[TASK ITEM]: Give the records once more, exactly as they stand.

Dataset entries
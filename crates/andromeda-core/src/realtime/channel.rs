// ── Channel slots ──
//
// A slot holds at most one live connection of a given kind. Opening a new
// connection bumps the slot's generation; the connection task carries the
// generation it was started with and may only touch slot state while it
// is still current. Every state transition happens under the slot lock.

use std::sync::{Mutex, MutexGuard, PoisonError};

use andromeda_api::ChannelTarget;
use strum::{Display, IntoStaticStr};
use tokio::sync::{mpsc, watch};
use tokio_util::sync::CancellationToken;

/// Which realtime channel.
#[derive(Debug, Clone, Copy, PartialEq, Eq, Hash, Display, IntoStaticStr)]
#[strum(serialize_all = "lowercase")]
pub enum ChannelKind {
    Notifications,
    Chat,
}

/// Lifecycle of a channel: `Closed -> Connecting -> Open -> Closed`.
#[derive(Debug, Clone, Copy, PartialEq, Eq, Default, Display)]
#[strum(serialize_all = "lowercase")]
pub enum ChannelState {
    #[default]
    Closed,
    Connecting,
    Open,
}

/// Handed to the task that drives a newly started connection.
#[derive(Debug)]
pub(crate) struct ConnectionLease {
    pub generation: u64,
    pub target: ChannelTarget,
    pub cancel: CancellationToken,
    pub outbound: mpsc::UnboundedReceiver<String>,
}

#[derive(Debug)]
struct LiveConnection {
    generation: u64,
    target: ChannelTarget,
    cancel: CancellationToken,
    outbound: mpsc::UnboundedSender<String>,
}

#[derive(Debug, Default)]
struct SlotInner {
    generation: u64,
    live: Option<LiveConnection>,
}

#[derive(Debug)]
pub(crate) struct ChannelSlot {
    state: watch::Sender<ChannelState>,
    inner: Mutex<SlotInner>,
}

impl ChannelSlot {
    pub fn new() -> Self {
        let (state, _) = watch::channel(ChannelState::Closed);
        Self {
            state,
            inner: Mutex::new(SlotInner::default()),
        }
    }

    pub fn state(&self) -> ChannelState {
        *self.state.borrow()
    }

    pub fn subscribe_state(&self) -> watch::Receiver<ChannelState> {
        self.state.subscribe()
    }

    /// Target of the live (connecting or open) connection.
    pub fn target(&self) -> Option<ChannelTarget> {
        self.lock().live.as_ref().map(|live| live.target)
    }

    /// Start a connection unless one is already connecting or open.
    pub fn begin_if_idle(
        &self,
        target: ChannelTarget,
        parent: &CancellationToken,
    ) -> Option<ConnectionLease> {
        let mut inner = self.lock();
        if inner.live.is_some() {
            return None;
        }
        Some(self.begin_locked(&mut inner, target, parent))
    }

    /// Start a connection, cancelling whatever the slot held before.
    pub fn replace(&self, target: ChannelTarget, parent: &CancellationToken) -> ConnectionLease {
        let mut inner = self.lock();
        if let Some(previous) = inner.live.take() {
            previous.cancel.cancel();
        }
        self.begin_locked(&mut inner, target, parent)
    }

    /// Mark the connection `generation` as open. Returns `false` when it
    /// has been superseded or closed meanwhile.
    pub fn mark_open(&self, generation: u64) -> bool {
        let inner = self.lock();
        if !is_current(&inner, generation) {
            return false;
        }
        self.state.send_replace(ChannelState::Open);
        true
    }

    /// Record that connection `generation` ended on its own. Returns
    /// `false` when it had already been superseded or closed explicitly.
    pub fn finish(&self, generation: u64) -> bool {
        let mut inner = self.lock();
        if !is_current(&inner, generation) {
            return false;
        }
        inner.live = None;
        self.state.send_replace(ChannelState::Closed);
        true
    }

    /// Close the live connection, if any. Idempotent.
    pub fn close(&self) {
        let mut inner = self.lock();
        if let Some(live) = inner.live.take() {
            live.cancel.cancel();
        }
        self.state.send_replace(ChannelState::Closed);
    }

    /// Queue a text frame on the open connection. Frames are dropped
    /// unless the channel is `Open`.
    pub fn send(&self, text: String) -> bool {
        let inner = self.lock();
        if *self.state.borrow() != ChannelState::Open {
            return false;
        }
        inner
            .live
            .as_ref()
            .is_some_and(|live| live.outbound.send(text).is_ok())
    }

    fn begin_locked(
        &self,
        inner: &mut SlotInner,
        target: ChannelTarget,
        parent: &CancellationToken,
    ) -> ConnectionLease {
        inner.generation += 1;
        let cancel = parent.child_token();
        let (outbound_tx, outbound_rx) = mpsc::unbounded_channel();

        inner.live = Some(LiveConnection {
            generation: inner.generation,
            target,
            cancel: cancel.clone(),
            outbound: outbound_tx,
        });
        self.state.send_replace(ChannelState::Connecting);

        ConnectionLease {
            generation: inner.generation,
            target,
            cancel,
            outbound: outbound_rx,
        }
    }

    fn lock(&self) -> MutexGuard<'_, SlotInner> {
        self.inner.lock().unwrap_or_else(PoisonError::into_inner)
    }
}

fn is_current(inner: &SlotInner, generation: u64) -> bool {
    inner
        .live
        .as_ref()
        .is_some_and(|live| live.generation == generation)
}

[TASK RESULT]:
filename crates/andromeda-core/src/realtime/channel.rs
// ── Channel slots ──
//
// A slot holds at most one live connection of a given kind. Opening a new
// connection bumps the slot's generation; the connection task carries the
// generation it was started with and may only touch slot state while it
// is still current. Every state transition happens under the slot lock.

use std::sync::{Mutex, MutexGuard, PoisonError};

use andromeda_api::ChannelTarget;
use strum::{Display, IntoStaticStr};
use tokio::sync::{mpsc, watch};
use tokio_util::sync::CancellationToken;

/// Which realtime channel.
#[derive(Debug, Clone, Copy, PartialEq, Eq, Hash, Display, IntoStaticStr)]
#[strum(serialize_all = "lowercase")]
pub enum ChannelKind {
    Notifications,
    Chat,
}

/// Lifecycle of a channel: `Closed -> Connecting -> Open -> Closed`.
#[derive(Debug, Clone, Copy, PartialEq, Eq, Default, Display)]
#[strum(serialize_all = "lowercase")]
pub enum ChannelState {
    #[default]
    Closed,
    Connecting,
    Open,
}

/// Handed to the task that drives a newly started connection.
#[derive(Debug)]
pub(crate) struct ConnectionLease {
    pub generation: u64,
    pub target: ChannelTarget,
    pub cancel: CancellationToken,
    pub outbound: mpsc::UnboundedReceiver<String>,
}

#[derive(Debug)]
struct LiveConnection {
    generation: u64,
    target: ChannelTarget,
    cancel: CancellationToken,
    outbound: mpsc::UnboundedSender<String>,
}

#[derive(Debug, Default)]
struct SlotInner {
    generation: u64,
    live: Option<LiveConnection>,
}

#[derive(Debug)]
pub(crate) struct ChannelSlot {
    state: watch::Sender<ChannelState>,
    inner: Mutex<SlotInner>,
}

impl ChannelSlot {
    pub fn new() -> Self {
        let (state, _) = watch::channel(ChannelState::Closed);
        Self {
            state,
            inner: Mutex::new(SlotInner::default()),
        }
    }

    pub fn state(&self) -> ChannelState {
        *self.state.borrow()
    }

    pub fn subscribe_state(&self) -> watch::Receiver<ChannelState> {
        self.state.subscribe()
    }

    /// Target of the live (connecting or open) connection.
    pub fn target(&self) -> Option<ChannelTarget> {
        self.lock().live.as_ref().map(|live| live.target)
    }

    /// Start a connection unless one is already connecting or open.
    pub fn begin_if_idle(
        &self,
        target: ChannelTarget,
        parent: &CancellationToken,
    ) -> Option<ConnectionLease> {
        let mut inner = self.lock();
        if inner.live.is_some() {
            return None;
        }
        Some(self.begin_locked(&mut inner, target, parent))
    }

    /// Start a connection, cancelling whatever the slot held before.
    pub fn replace(&self, target: ChannelTarget, parent: &CancellationToken) -> ConnectionLease {
        let mut inner = self.lock();
        if let Some(previous) = inner.live.take() {
            previous.cancel.cancel();
        }
        self.begin_locked(&mut inner, target, parent)
    }

    /// Mark the connection `generation` as open. Returns `false` when it
    /// has been superseded or closed meanwhile.
    pub fn mark_open(&self, generation: u64) -> bool {
        let inner = self.lock();
        if !is_current(&inner, generation) {
            return false;
        }
        self.state.send_replace(ChannelState::Open);
        true
    }

    /// Record that connection `generation` ended on its own. Returns
    /// `false` when it had already been superseded or closed explicitly.
    pub fn finish(&self, generation: u64) -> bool {
        let mut inner = self.lock();
        if !is_current(&inner, generation) {
            return false;
        }
        inner.live = None;
        self.state.send_replace(ChannelState::Closed);
        true
    }

    /// Close the live connection, if any. Idempotent.
    pub fn close(&self) {
        let mut inner = self.lock();
        if let Some(live) = inner.live.take() {
            live.cancel.cancel();
        }
        self.state.send_replace(ChannelState::Closed);
    }

    /// Queue a text frame on the open connection. Frames are dropped
    /// unless the channel is `Open`.
    pub fn send(&self, text: String) -> bool {
        let inner = self.lock();
        if *self.state.borrow() != ChannelState::Open {
            return false;
        }
        inner
            .live
            .as_ref()
            .is_some_and(|live| live.outbound.send(text).is_ok())
    }

    fn begin_locked(
        &self,
        inner: &mut SlotInner,
        target: ChannelTarget,
        parent: &CancellationToken,
    ) -> ConnectionLease {
        inner.generation += 1;
        let cancel = parent.child_token();
        let (outbound_tx, outbound_rx) = mpsc::unbounded_channel();

        inner.live = Some(LiveConnection {
            generation: inner.generation,
            target,
            cancel: cancel.clone(),
            outbound: outbound_tx,
        });
        self.state.send_replace(ChannelState::Connecting);

        ConnectionLease {
            generation: inner.generation,
            target,
            cancel,
            outbound: outbound_rx,
        }
    }

    fn lock(&self) -> MutexGuard<'_, SlotInner> {
        self.inner.lock().unwrap_or_else(PoisonError::into_inner)
    }
}

fn is_current(inner: &SlotInner, generation: u64) -> bool {
    inner
        .live
        .as_ref()
        .is_some_and(|live| live.generation == generation)
}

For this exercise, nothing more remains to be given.